Лебедь медленно повернул подрагивающую голову на звук капающей воды, уткнулся мутным взглядом в рукомойник. Встал, опираясь на спинку кровати, покачиваясь, добрался до угла, набрал в ладони воды, плеснул себе на лицо. А после зажал язык рукомойника, запрокинул голову и сделал несколько глотков. Вода была теплая, с медным привкусом, но в голове малость прояснилось. Он снова осмотрелся. Кровать с шарами на угловых столбиках, швейная машинка в деревянном футляре на столике у стены, обеденный стол, заставленный бутылками и плошками, буфет, фотографии на стенке над машинкой. На центральной – сам Лебедь на десять лет моложе, без бороды, только подкрученные тоненькие усики. Пробор блестит, ни одного волоса седого. Рядом Альбинка в фате. Красивая, сучка. До сих пор красивая, хоть и окотилась уже четыре раза. Даже тела не набрала, такая же тонкая, как тростинка.
Сделав еще пару глотков, он вытер лицо, все еще качаясь, доковылял до буфета, откинул крышку с супницы, втянул ноздрями. Щи! Ухватил торчащую из жижи кость, жадно обглодал мясо. Кость бросил обратно в миску. Вытащил из ящика ложку, начал хлебать прямо из супницы, роняя на буфетную полку крупные капли и капустные лепестки. Наконец, сытно рыгнув, бросил ложку мимо ящика. Проводил ее осоловелым взглядом, но наклоняться не рискнул. Подошел к кровати, толкнул ногой спящего Гришку.
– Гриня!
Тот отозвался храпом.
– Гриня! – пнул сильнее Франц.
Григорий охнул, захлопал глазами.
– Вставай, плесень!
Гришка сел, поморщился от запаха, осмотрел испачканный пиджак.
– Иваныч, прости… Намусорил я тут…
– Не бубни. Альбинка отмоет.
Лебедь плюхнулся на стул, загремел бутылками, нашел недопитую, разлил остаток в две чайные чашки, протянул одну все еще сидящему на полу Гришке. Оба синхронно выпили, крякнули, заулыбались, заблестели глазами.

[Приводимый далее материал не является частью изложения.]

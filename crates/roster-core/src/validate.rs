//! Shape checks for incoming create/update/lookup requests.
//!
//! Validation never fails fast: every rule is evaluated and every violation
//! is collected, in field order, so a caller sees all problems at once.
//! Values are trimmed before any rule is applied and the trimmed form is what
//! a successful validation returns.

use serde::Serialize;
use thiserror::Error;
use validator::ValidateEmail as _;

use crate::profile::{NewProfile, ProfileId, ProfileInput, ProfilePatch};

pub const USERNAME_MIN_CHARS: usize = 3;
pub const USERNAME_MAX_CHARS: usize = 255;
pub const BIO_MAX_CHARS: usize = 1000;

const USERNAME_REQUIRED: &str = "Username is required";
const USERNAME_LENGTH: &str = "Username must be between 3 and 255 characters";
const EMAIL_REQUIRED: &str = "Email is required";
const EMAIL_INVALID: &str = "Email must be valid";
const BIO_LENGTH: &str = "Bio must not exceed 1000 characters";
const ID_INVALID: &str = "ID must be a positive integer";

// ─── Error types ─────────────────────────────────────────────────────────────

/// Where the offending value came from.
#[derive(Debug, Clone, Copy, PartialEq, Eq, Serialize)]
#[serde(rename_all = "lowercase")]
pub enum Location {
  Body,
  Params,
}

/// A single violated rule.
#[derive(Debug, Clone, PartialEq, Eq, Serialize)]
pub struct FieldError {
  pub location: Location,
  pub field:    &'static str,
  pub message:  &'static str,
}

/// Every rule a request violated, in the order the rules were checked.
/// Serialises as a bare JSON array.
#[derive(Debug, Clone, Default, PartialEq, Eq, Serialize, Error)]
#[serde(transparent)]
#[error("invalid input: {}", join_messages(.0))]
pub struct ValidationErrors(Vec<FieldError>);

impl ValidationErrors {
  pub fn errors(&self) -> &[FieldError] { &self.0 }

  pub fn is_empty(&self) -> bool { self.0.is_empty() }

  /// First message reported for `field`, if any.
  pub fn first_for(&self, field: &str) -> Option<&'static str> {
    self.0.iter().find(|e| e.field == field).map(|e| e.message)
  }

  fn push(&mut self, location: Location, field: &'static str, message: &'static str) {
    self.0.push(FieldError { location, field, message });
  }
}

fn join_messages(errors: &[FieldError]) -> String {
  errors
    .iter()
    .map(|e| e.message)
    .collect::<Vec<_>>()
    .join("; ")
}

// ─── Entry points ────────────────────────────────────────────────────────────

/// Validate a path identifier for lookup.
pub fn validate_id(raw: &str) -> Result<ProfileId, ValidationErrors> {
  let mut errors = ValidationErrors::default();
  match check_id(raw, &mut errors) {
    Some(id) => Ok(id),
    None => Err(errors),
  }
}

/// Validate a create payload: `username` and `email` required, `bio`
/// optional.
pub fn validate_create(input: &ProfileInput) -> Result<NewProfile, ValidationErrors> {
  let mut errors = ValidationErrors::default();

  let username = check_username(input.username.as_deref(), true, &mut errors);
  let email = check_email(input.email.as_deref(), true, &mut errors);
  let bio = check_bio(input.bio.as_deref(), &mut errors);

  match (username, email) {
    (Some(username), Some(email)) if errors.is_empty() => Ok(NewProfile {
      username,
      email,
      bio: bio.flatten(),
    }),
    _ => Err(errors),
  }
}

/// Validate an update: the path id must be a positive integer and every
/// supplied body field obeys the same rule as on create.
pub fn validate_update(
  raw_id: &str,
  input: &ProfileInput,
) -> Result<(ProfileId, ProfilePatch), ValidationErrors> {
  let mut errors = ValidationErrors::default();

  let id = check_id(raw_id, &mut errors);
  let patch = ProfilePatch {
    username: check_username(input.username.as_deref(), false, &mut errors),
    email:    check_email(input.email.as_deref(), false, &mut errors),
    bio:      check_bio(input.bio.as_deref(), &mut errors),
  };

  match id {
    Some(id) if errors.is_empty() => Ok((id, patch)),
    _ => Err(errors),
  }
}

// ─── Field rules ─────────────────────────────────────────────────────────────

fn check_id(raw: &str, errors: &mut ValidationErrors) -> Option<ProfileId> {
  let digits = raw.strip_prefix('+').unwrap_or(raw);
  let parsed = if !digits.is_empty() && digits.bytes().all(|b| b.is_ascii_digit()) {
    digits.parse::<i64>().ok().and_then(ProfileId::new)
  } else {
    None
  };
  if parsed.is_none() {
    errors.push(Location::Params, "id", ID_INVALID);
  }
  parsed
}

fn check_username(
  raw: Option<&str>,
  required: bool,
  errors: &mut ValidationErrors,
) -> Option<String> {
  let value = match raw {
    Some(s) => s.trim(),
    None if required => "",
    None => return None,
  };

  let before = errors.0.len();
  if required && value.is_empty() {
    errors.push(Location::Body, "username", USERNAME_REQUIRED);
  }
  let len = value.chars().count();
  if !(USERNAME_MIN_CHARS..=USERNAME_MAX_CHARS).contains(&len) {
    errors.push(Location::Body, "username", USERNAME_LENGTH);
  }
  (errors.0.len() == before).then(|| value.to_owned())
}

fn check_email(
  raw: Option<&str>,
  required: bool,
  errors: &mut ValidationErrors,
) -> Option<String> {
  let value = match raw {
    Some(s) => s.trim().to_owned(),
    None if required => String::new(),
    None => return None,
  };

  let before = errors.0.len();
  if required && value.is_empty() {
    errors.push(Location::Body, "email", EMAIL_REQUIRED);
  }
  if !value.validate_email() {
    errors.push(Location::Body, "email", EMAIL_INVALID);
  }
  (errors.0.len() == before).then_some(value)
}

/// `None` = not supplied; `Some(None)` = supplied but blank.
fn check_bio(raw: Option<&str>, errors: &mut ValidationErrors) -> Option<Option<String>> {
  let value = raw?.trim();
  if value.chars().count() > BIO_MAX_CHARS {
    errors.push(Location::Body, "bio", BIO_LENGTH);
    return None;
  }
  Some((!value.is_empty()).then(|| value.to_owned()))
}

#[cfg(test)]
mod tests {
  use super::*;

  fn input(username: Option<&str>, email: Option<&str>, bio: Option<&str>) -> ProfileInput {
    ProfileInput {
      username: username.map(str::to_owned),
      email:    email.map(str::to_owned),
      bio:      bio.map(str::to_owned),
    }
  }

  fn messages(errors: &ValidationErrors) -> Vec<&'static str> {
    errors.errors().iter().map(|e| e.message).collect()
  }

  // ── create ────────────────────────────────────────────────────────────────

  #[test]
  fn create_trims_and_normalises() {
    let new = validate_create(&input(
      Some("  alice123 "),
      Some(" a@x.com\t"),
      Some("  hello  "),
    ))
    .unwrap();
    assert_eq!(new.username, "alice123");
    assert_eq!(new.email, "a@x.com");
    assert_eq!(new.bio.as_deref(), Some("hello"));
  }

  #[test]
  fn create_blank_bio_becomes_none() {
    let new = validate_create(&input(Some("alice123"), Some("a@x.com"), Some("   "))).unwrap();
    assert_eq!(new.bio, None);
  }

  #[test]
  fn create_missing_everything_reports_every_rule() {
    let err = validate_create(&ProfileInput::default()).unwrap_err();
    assert_eq!(
      messages(&err),
      vec![USERNAME_REQUIRED, USERNAME_LENGTH, EMAIL_REQUIRED, EMAIL_INVALID]
    );
    assert!(err.errors().iter().all(|e| e.location == Location::Body));
  }

  #[test]
  fn create_collects_errors_across_fields() {
    let long_bio = "x".repeat(BIO_MAX_CHARS + 1);
    let err = validate_create(&input(Some("ab"), Some("invalid-email"), Some(&long_bio)))
      .unwrap_err();
    assert_eq!(messages(&err), vec![USERNAME_LENGTH, EMAIL_INVALID, BIO_LENGTH]);
    assert_eq!(err.first_for("bio"), Some(BIO_LENGTH));
  }

  #[test]
  fn username_length_counts_characters_not_bytes() {
    // Three characters, nine bytes.
    assert!(validate_create(&input(Some("日本語"), Some("a@x.com"), None)).is_ok());
    let too_long = "é".repeat(USERNAME_MAX_CHARS + 1);
    assert!(validate_create(&input(Some(&too_long), Some("a@x.com"), None)).is_err());
    let max = "é".repeat(USERNAME_MAX_CHARS);
    assert!(validate_create(&input(Some(&max), Some("a@x.com"), None)).is_ok());
  }

  #[test]
  fn bio_at_limit_is_accepted() {
    let bio = "b".repeat(BIO_MAX_CHARS);
    assert!(validate_create(&input(Some("alice123"), Some("a@x.com"), Some(&bio))).is_ok());
  }

  // ── update ────────────────────────────────────────────────────────────────

  #[test]
  fn update_with_only_bio() {
    let (id, patch) = validate_update("5", &input(None, None, Some("hi"))).unwrap();
    assert_eq!(id.get(), 5);
    assert_eq!(patch.username, None);
    assert_eq!(patch.email, None);
    assert_eq!(patch.bio, Some(Some("hi".to_owned())));
  }

  #[test]
  fn update_empty_body_is_valid() {
    let (_, patch) = validate_update("1", &ProfileInput::default()).unwrap();
    assert!(patch.is_empty());
  }

  #[test]
  fn update_supplied_fields_follow_create_rules() {
    let err = validate_update("1", &input(Some("  x "), Some("nope"), None)).unwrap_err();
    assert_eq!(messages(&err), vec![USERNAME_LENGTH, EMAIL_INVALID]);
  }

  #[test]
  fn update_reports_bad_id_alongside_body_errors() {
    let err = validate_update("abc", &input(Some("x"), None, None)).unwrap_err();
    assert_eq!(messages(&err), vec![ID_INVALID, USERNAME_LENGTH]);
    assert_eq!(err.errors()[0].location, Location::Params);
    assert_eq!(err.errors()[0].field, "id");
  }

  // ── id ────────────────────────────────────────────────────────────────────

  #[test]
  fn id_must_be_positive_integer() {
    assert_eq!(validate_id("42").unwrap().get(), 42);
    assert_eq!(validate_id("+7").unwrap().get(), 7);
    assert_eq!(validate_id("007").unwrap().get(), 7);
    for bad in ["", "0", "-1", "1.5", "abc", " 3", "+", "99999999999999999999"] {
      assert!(validate_id(bad).is_err(), "{bad:?} should be rejected");
    }
  }

  #[test]
  fn errors_serialise_as_array() {
    let err = validate_id("nope").unwrap_err();
    let json = serde_json::to_value(&err).unwrap();
    assert_eq!(
      json,
      serde_json::json!([
        { "location": "params", "field": "id", "message": ID_INVALID }
      ])
    );
  }
}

– Еще бы по одной, Иваныч, – заползая на табурет, просипел Гришка.
– Нетути, – помахал у товарища перед носом пустой бутылкой Лебедь. – Альбинка! – Он саданул по столу кулаком – и тут же схватился за голову. Водка чуть ослабила боль в затылке, но от резкого движения как будто обухом по башке приложили, аж заискрило перед глазами. – Альбинка! Ты где, песья кровь?! Супружнику похмелиться требуется, ты чуешь или нет?!
Но квартира отозвалась тишиной. Лебедь поднялся, все еще нетвердым шагом дошел до двери в другую комнату. Никого. Ни жены, ни девчонок. Больше искать было негде: они снимали всего две комнатушки на первом этаже старого полинялого дома на Воронежской улице – не бельэтаж, конечно, но и не подвал, окна имеются. Гришка с интересом наблюдал за поисками, для надежности подперев скулу кулаком.